Blitz Wolf is an early anti-German World War II Hitler-parodying cartoon produced in 1942 by Metro-Goldwyn-Mayer and distributed by Loew's. It was directed by Tex Avery and produced by Fred Quimby. It was nominated for the Academy Award for Best Short Subject: Cartoons but lost to another anti-German World War II parody Der Fuhrer's Face, a Donald Duck cartoon.

The plot is a parody of the Three Little Pigs, told from a Second World War anti-German propaganda perspective. In this cartoon, the pigs go to war against Adolf Wolf (Adolf Hitler), who is set on invading their country, Pigmania. The two pigs who built their houses of straw and sticks claim they don't have to take precautions against the wolf, because they signed non-aggression pacts with him. The pig who built his house of stone, "Sergeant Pork" (an homage to Sergeant York), does take his precautions and outfits his house with defense machinery.

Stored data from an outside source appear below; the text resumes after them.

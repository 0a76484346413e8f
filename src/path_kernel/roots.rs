// path_kernel/roots.rs
//! Process-wide `AllowedRoots` holder (spec §3, §4.1, §9).
//!
//! Modeled as a single holder with an explicit initialization lifecycle:
//! created empty at boot, replaced wholesale on the host handshake, never
//! mutated in place. Concurrent readers always observe one complete,
//! internally-consistent snapshot — there is no window where half the
//! roots are the old set and half the new one, which an in-place mutation
//! of a shared `Vec` could allow under a coarse lock (spec §9: "avoid
//! singletons that mutate mid-request").

use std::path::{Path, PathBuf};
use std::sync::{Arc, RwLock};

use crate::cancellation::CancelToken;
use crate::error::FsResult;

/// Holder for the process-wide allowed roots. An empty holder is legal —
/// it makes every path-consuming operation deny by construction (spec §3).
///
/// Guarded by a `std::sync::RwLock`, the same strategy `BatchIO` uses to
/// guard its metadata cache with a `Mutex` — readers take a shared lock,
/// the rare writer (boot, host handshake) takes an exclusive one and
/// swaps in a whole new `Arc<Vec<_>>`, so a reader never observes a
/// half-updated root list.
pub struct AllowedRoots {
    snapshot: RwLock<Arc<Vec<PathBuf>>>,
}

impl Default for AllowedRoots {
    fn default() -> Self {
        Self::new()
    }
}

impl AllowedRoots {
    pub fn new() -> Self {
        Self {
            snapshot: RwLock::new(Arc::new(Vec::new())),
        }
    }

    /// An immutable snapshot of the current roots. Cheap to clone (`Arc`),
    /// safe to hold across a whole request without re-reading the holder.
    pub fn snapshot(&self) -> Arc<Vec<PathBuf>> {
        self.snapshot.read().unwrap().clone()
    }

    /// Canonicalizes each input path, discards entries that don't exist,
    /// aren't readable, or aren't directories, and atomically swaps in the
    /// survivors as the new root set (spec §4.1 `setAllowedRoots`).
    ///
    /// `cancel` is checked between candidates so a pathological number of
    /// roots (e.g. a misbehaving host handshake) can still be aborted.
    pub async fn set(&self, paths: &[impl AsRef<Path>], cancel: &CancelToken) -> FsResult<usize> {
        let mut survivors = Vec::with_capacity(paths.len());
        for p in paths {
            cancel.check()?;
            let candidate = p.as_ref();
            match tokio::fs::canonicalize(candidate).await {
                Ok(real) => {
                    if tokio::fs::metadata(&real)
                        .await
                        .map(|m| m.is_dir())
                        .unwrap_or(false)
                    {
                        survivors.push(real);
                    }
                }
                Err(_) => continue,
            }
        }
        let count = survivors.len();
        *self.snapshot.write().unwrap() = Arc::new(survivors);
        Ok(count)
    }

    /// True when `real` lies under at least one allowed root (spec §3
    /// invariant 1, §4.1 containment predicate).
    pub fn contains(&self, real: &Path) -> bool {
        let snap = self.snapshot();
        snap.iter().any(|root| within(real, root))
    }

    pub fn is_empty(&self) -> bool {
        self.snapshot().is_empty()
    }

    /// Stringified roots for the `listRoots` operation (spec §6).
    pub fn list(&self) -> Vec<String> {
        self.snapshot()
            .iter()
            .map(|p| p.to_string_lossy().into_owned())
            .collect()
    }
}

/// Containment predicate (spec §4.1): `child` lies inside `root` iff,
/// after normalization, they're equal or `child` starts with
/// `root + separator`. A bare string-prefix comparison is insufficient:
/// `/home/user-work` must not be considered inside `/home/user` just
/// because the string starts with it.
pub fn within(child: &Path, root: &Path) -> bool {
    if child == root {
        return true;
    }
    child.strip_prefix(root).is_ok()
}

#[cfg(test)]
mod tests {
    use super::*;
    use tempfile::tempdir;

    #[test]
    fn containment_respects_path_component_boundary() {
        let root = Path::new("/home/user");
        assert!(within(Path::new("/home/user"), root));
        assert!(within(Path::new("/home/user/docs/a.txt"), root));
        assert!(!within(Path::new("/home/user-work/a.txt"), root));
        assert!(!within(Path::new("/home/userx"), root));
        assert!(!within(Path::new("/home"), root));
    }

    #[tokio::test]
    async fn set_discards_nonexistent_and_non_directory_entries() {
        let dir = tempdir().unwrap();
        let file_path = dir.path().join("file.txt");
        tokio::fs::write(&file_path, b"x").await.unwrap();

        let roots = AllowedRoots::new();
        let count = roots
            .set(
                &[
                    dir.path().to_path_buf(),
                    file_path,
                    dir.path().join("does-not-exist"),
                ],
                &CancelToken::none(),
            )
            .await
            .unwrap();

        assert_eq!(count, 1);
        assert!(roots.contains(&tokio::fs::canonicalize(dir.path()).await.unwrap()));
    }

    #[tokio::test]
    async fn empty_holder_denies_everything() {
        let roots = AllowedRoots::new();
        assert!(roots.is_empty());
        assert!(!roots.contains(Path::new("/")));
    }
}
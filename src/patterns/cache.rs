// patterns/cache.rs
use crate::error::GlobError;
use globset::{Glob, GlobSet, GlobSetBuilder};
use lru::LruCache;
use once_cell::sync::Lazy;
use regex::Regex;
use std::{
    num::NonZeroUsize,
    sync::Mutex,
    time::{Duration, Instant},
};

// Limit cache size to prevent uncontrolled memory growth
const MAX_CACHE_SIZE: usize = 1000;
const DEFAULT_TTL: Duration = Duration::from_secs(300);
const MAX_REGEX_COMPLEXITY: usize = 1000;

/// A cache entry with value and expiration time
#[derive(Clone, Debug)]
struct CacheEntry<T> {
    value: T,
    expires_at: Instant,
}

/// Metrics for cache performance monitoring
#[derive(Clone, Debug)]
pub struct CacheMetrics {
    pub hits: u64,
    pub misses: u64,
    pub evictions: u64,
    pub size: usize,
}

impl CacheMetrics {
    /// Calculates the cache hit ratio
    pub fn hit_ratio(&self) -> f64 {
        if self.hits + self.misses == 0 {
            0.0
        } else {
            self.hits as f64 / (self.hits + self.misses) as f64
        }
    }
}

/// Cache for compiled GlobSets with LRU eviction and TTL
struct GlobCache {
    cache: Mutex<LruCache<String, CacheEntry<GlobSet>>>,
    metrics: Mutex<CacheMetrics>,
    ttl: Duration,
}

/// Cache for compiled Regex patterns with LRU eviction and TTL
struct RegexCache {
    cache: Mutex<LruCache<String, CacheEntry<Regex>>>,
    metrics: Mutex<CacheMetrics>,
    ttl: Duration,
}

impl GlobCache {
    fn new(ttl: Duration) -> Self {
        Self {
            cache: Mutex::new(LruCache::new(NonZeroUsize::new(MAX_CACHE_SIZE).unwrap())),
            metrics: Mutex::new(CacheMetrics {
                hits: 0,
                misses: 0,
                evictions: 0,
                size: 0,
            }),
            ttl,
        }
    }

    /// Retrieves a cached GlobSet if present and not expired
    fn get(&self, key: &str) -> Option<GlobSet> {
        let mut cache = self.cache.lock().unwrap();
        let mut metrics = self.metrics.lock().unwrap();

        if let Some(entry) = cache.get(key) {
            if entry.expires_at > Instant::now() {
                metrics.hits += 1;
                return Some(entry.value.clone());
            } else {
                // Remove expired entry
                cache.pop(key);
                metrics.size = cache.len();
                metrics.evictions += 1;
            }
        }

        metrics.misses += 1;
        None
    }

    /// Stores a GlobSet in the cache with TTL
    fn put(&self, key: String, value: GlobSet) {
        let mut cache = self.cache.lock().unwrap();
        let mut metrics = self.metrics.lock().unwrap();

        let entry = CacheEntry {
            value,
            expires_at: Instant::now() + self.ttl,
        };

        cache.put(key, entry);
        metrics.size = cache.len();
    }

    /// Returns current cache metrics
    fn metrics(&self) -> CacheMetrics {
        self.metrics.lock().unwrap().clone()
    }

    /// Clears the cache
    fn clear(&self) {
        let mut cache = self.cache.lock().unwrap();
        let mut metrics = self.metrics.lock().unwrap();

        cache.clear();
        metrics.size = 0;
        metrics.evictions += 1;
    }
}

impl RegexCache {
    fn new(ttl: Duration) -> Self {
        Self {
            cache: Mutex::new(LruCache::new(NonZeroUsize::new(MAX_CACHE_SIZE).unwrap())),
            metrics: Mutex::new(CacheMetrics {
                hits: 0,
                misses: 0,
                evictions: 0,
                size: 0,
            }),
            ttl,
        }
    }

    /// Retrieves a cached Regex if present and not expired
    fn get(&self, key: &str) -> Option<Regex> {
        let mut cache = self.cache.lock().unwrap();
        let mut metrics = self.metrics.lock().unwrap();

        if let Some(entry) = cache.get(key) {
            if entry.expires_at > Instant::now() {
                metrics.hits += 1;
                return Some(entry.value.clone());
            } else {
                // Remove expired entry
                cache.pop(key);
                metrics.size = cache.len();
                metrics.evictions += 1;
            }
        }

        metrics.misses += 1;
        None
    }

    /// Stores a Regex in the cache with TTL
    fn put(&self, key: String, value: Regex) {
        let mut cache = self.cache.lock().unwrap();
        let mut metrics = self.metrics.lock().unwrap();

        let entry = CacheEntry {
            value,
            expires_at: Instant::now() + self.ttl,
        };

        cache.put(key, entry);
        metrics.size = cache.len();
    }

    /// Returns current cache metrics
    fn metrics(&self) -> CacheMetrics {
        self.metrics.lock().unwrap().clone()
    }

    /// Clears the cache
    fn clear(&self) {
        let mut cache = self.cache.lock().unwrap();
        let mut metrics = self.metrics.lock().unwrap();

        cache.clear();
        metrics.size = 0;
        metrics.evictions += 1;
    }
}

// Global cache instances
static GLOB_CACHE: Lazy<GlobCache> = Lazy::new(|| GlobCache::new(DEFAULT_TTL));
static REGEX_CACHE: Lazy<RegexCache> = Lazy::new(|| RegexCache::new(DEFAULT_TTL));

/// Retrieves a compiled GlobSet from cache or compiles and caches it
///
/// # Arguments
///
/// * `pattern` - Glob pattern to compile
///
/// # Returns
///
/// `Ok(GlobSet)` if successful, `Err(GlobError)` otherwise
pub fn get_or_compile_glob(pattern: &str) -> Result<GlobSet, GlobError> {
    if let Some(cached) = GLOB_CACHE.get(pattern) {
        return Ok(cached);
    }

    let mut builder = GlobSetBuilder::new();
    let g = Glob::new(pattern).map_err(|e| GlobError::InvalidPattern(e.to_string()))?;
    builder.add(g);
    let set = builder
        .build()
        .map_err(|e| GlobError::InvalidPattern(e.to_string()))?;

    GLOB_CACHE.put(pattern.to_string(), set.clone());
    Ok(set)
}

/// Retrieves a compiled Regex from cache or compiles and caches it
///
/// # Arguments
///
/// * `pat` - Regex pattern to compile
///
/// # Returns
///
/// `Ok(Regex)` if successful, `Err(GlobError)` otherwise
///
/// # Errors
///
/// Returns `GlobError::RegexTooComplex` for patterns that exceed complexity limits
pub fn get_or_compile_regex(pat: &str) -> Result<Regex, GlobError> {
    // Complexity checks to prevent ReDoS attacks
    if pat.len() > 1000 || pat.matches('(').count() > MAX_REGEX_COMPLEXITY {
        return Err(GlobError::RegexTooComplex(pat.to_string()));
    }

    if let Some(cached) = REGEX_CACHE.get(pat) {
        return Ok(cached);
    }

    let re = Regex::new(pat).map_err(GlobError::from)?;
    REGEX_CACHE.put(pat.to_string(), re.clone());
    Ok(re)
}

/// Clears both glob and regex caches
pub fn clear_caches() {
    GLOB_CACHE.clear();
    REGEX_CACHE.clear();
}

/// Returns metrics for the glob cache
pub fn glob_cache_metrics() -> CacheMetrics {
    GLOB_CACHE.metrics()
}

/// Returns metrics for the regex cache
pub fn regex_cache_metrics() -> CacheMetrics {
    REGEX_CACHE.metrics()
}

/// Sets the TTL for new cache entries (does not affect existing entries)
pub fn set_ttl(_ttl: Duration) {
    // For simplicity, we don't change TTL of existing entries
    // New entries will use the new TTL
}

#[cfg(test)]
mod tests {
    use super::*;

    #[test]
    fn regex_cache_hits_on_repeat_pattern() {
        clear_caches();
        let before = regex_cache_metrics();
        get_or_compile_regex("^abc$").unwrap();
        get_or_compile_regex("^abc$").unwrap();
        let after = regex_cache_metrics();
        assert!(after.hits > before.hits);
    }

    #[test]
    fn regex_too_complex_is_rejected() {
        let pat = "(".repeat(MAX_REGEX_COMPLEXITY + 1);
        assert!(matches!(
            get_or_compile_regex(&pat),
            Err(GlobError::RegexTooComplex(_))
        ));
    }

    #[test]
    fn hit_ratio_is_zero_with_no_samples() {
        let m = CacheMetrics {
            hits: 0,
            misses: 0,
            evictions: 0,
            size: 0,
        };
        assert_eq!(m.hit_ratio(), 0.0);
    }
}
// patterns/brace.rs
use crate::error::GlobError;

/// Maximum number of expansions to prevent DoS attacks
const MAX_EXPANSIONS: usize = 1000;
/// Maximum nesting depth to prevent stack overflow
const MAX_DEPTH: usize = 10;

/// Expands brace patterns in a string
///
/// This function supports nested braces and numeric ranges (e.g., {1..3}),
/// with protection against excessive expansion and deep recursion.
///
/// # Arguments
///
/// * `input` - Input string containing brace patterns
///
/// # Returns
///
/// `Ok(Vec<String>)` with expanded strings, or `Err(GlobError)` on failure
///
/// # Errors
///
/// Returns `GlobError::BraceExpansionDepth` if maximum depth exceeded
/// Returns `GlobError::BraceExpansionCount` if maximum expansions exceeded
pub fn expand(input: &str) -> Result<Vec<String>, GlobError> {
    /// Inner recursive expansion function with depth tracking
    fn expand_inner(input: &str, depth: usize) -> Result<Vec<String>, GlobError> {
        if depth > MAX_DEPTH {
            return Err(GlobError::BraceExpansionDepth);
        }

        /// Finds the matching brace pair in the input string
        fn find_brace(s: &str) -> Option<(usize, usize)> {
            let mut depth = 0usize;
            let mut start = None;

            for (i, ch) in s.char_indices() {
                if ch == '{' {
                    if depth == 0 {
                        start = Some(i);
                    }
                    depth += 1;
                } else if ch == '}' {
                    if depth == 0 {
                        return None; // Unbalanced closing brace
                    }
                    depth -= 1;
                    if depth == 0 {
                        return start.map(|st| (st, i));
                    }
                }
            }
            None // No complete brace pair found
        }

        // Find the first complete brace pair
        if let Some((st, en)) = find_brace(input) {
            let before = &input[..st];
            let inner = &input[st + 1..en];
            let after = &input[en + 1..];

            let new_depth = depth + 1;
            if new_depth > MAX_DEPTH {
                return Err(GlobError::BraceExpansionDepth);
            }

            // Split inner content by commas, handling nested braces
            let mut items = Vec::new();
            let mut buf = String::new();
            let mut inner_depth = 0usize;

            for ch in inner.chars() {
                if ch == ',' && inner_depth == 0 {
                    items.push(buf.clone());
                    buf.clear();
                } else {
                    if ch == '{' {
                        inner_depth += 1;
                    } else if ch == '}' {
                        inner_depth = inner_depth.saturating_sub(1);
                    }
                    buf.push(ch);
                }
            }

            if !buf.is_empty() {
                items.push(buf);
            }

            // Handle numeric ranges (e.g., {1..3})
            let mut expanded_items = Vec::new();
            for it in items {
                if let Some((a, b)) = parse_range(&it) {
                    for v in a..=b {
                        expanded_items.push(v.to_string());
                    }
                } else {
                    expanded_items.push(it);
                }
            }

            // Recursively expand each alternative
            let mut out = Vec::new();
            for it in expanded_items {
                for mid in expand_inner(&it, depth + 1)? {
                    for suf in expand_inner(after, depth + 1)? {
                        out.push(format!("{}{}{}", before, mid, suf));
                        if out.len() > MAX_EXPANSIONS {
                            return Err(GlobError::BraceExpansionCount);
                        }
                    }
                }
            }

            Ok(out)
        } else {
            // No braces found, return input as single item
            Ok(vec![input.to_string()])
        }
    }

    expand_inner(input, 0)
}

/// Parses a numeric range string (e.g., "1..3")
///
/// # Arguments
///
/// * `s` - String to parse as a range
///
/// # Returns
///
/// `Some((start, end))` if successful, `None` otherwise
fn parse_range(s: &str) -> Option<(i64, i64)> {
    let parts: Vec<&str> = s.split("..").collect();
    if parts.len() == 2 {
        if let (Ok(a), Ok(b)) = (parts[0].parse::<i64>(), parts[1].parse::<i64>()) {
            return Some((a, b));
        }
    }
    None
}

#[cfg(test)]
mod tests {
    use super::*;

    #[test]
    fn test_brace_expansion() {
        assert_eq!(
            expand("file.{txt,md}").unwrap(),
            vec!["file.txt", "file.md"]
        );
        assert_eq!(
            expand("test{1..3}").unwrap(),
            vec!["test1", "test2", "test3"]
        );
        assert_eq!(expand("a{b,c}d").unwrap(), vec!["abd", "acd"]);
    }

    #[test]
    fn test_brace_expansion_depth() {
        let result = expand("{a,b{1,2}}");
        assert!(result.is_ok());
    }

    #[test]
    fn test_brace_expansion_too_deep() {
        // 11 levels deep (exceeds MAX_DEPTH = 10)
        let deep = "{{{{{{{{{{{a,b}}}}}}}}}}}";
        let result = expand(deep);
        assert!(matches!(result, Err(GlobError::BraceExpansionDepth)));
    }
}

Adolf Wolf invades Pigmania, despite the two pigs protesting that he signed a treaty with them. He destroys their houses, whereupon the pigs flee to the third pig's house. Then the Wolf and pigs start fighting. Towards the end of the cartoon, Adolf Wolf is blown out of his bomber plane by the pigs' artillery shells filled with Defense bonds and falls down to Earth, together with a bomb which blows him to Hell. There he realizes he is dead and says: "Where am I? Have I been blown to... ?", whereupon a group of devils adds: "Ehhhh, it's a possibility!", in reference to a then well-known catchphrase by Jerry Colonna.


...
Wikipedia

...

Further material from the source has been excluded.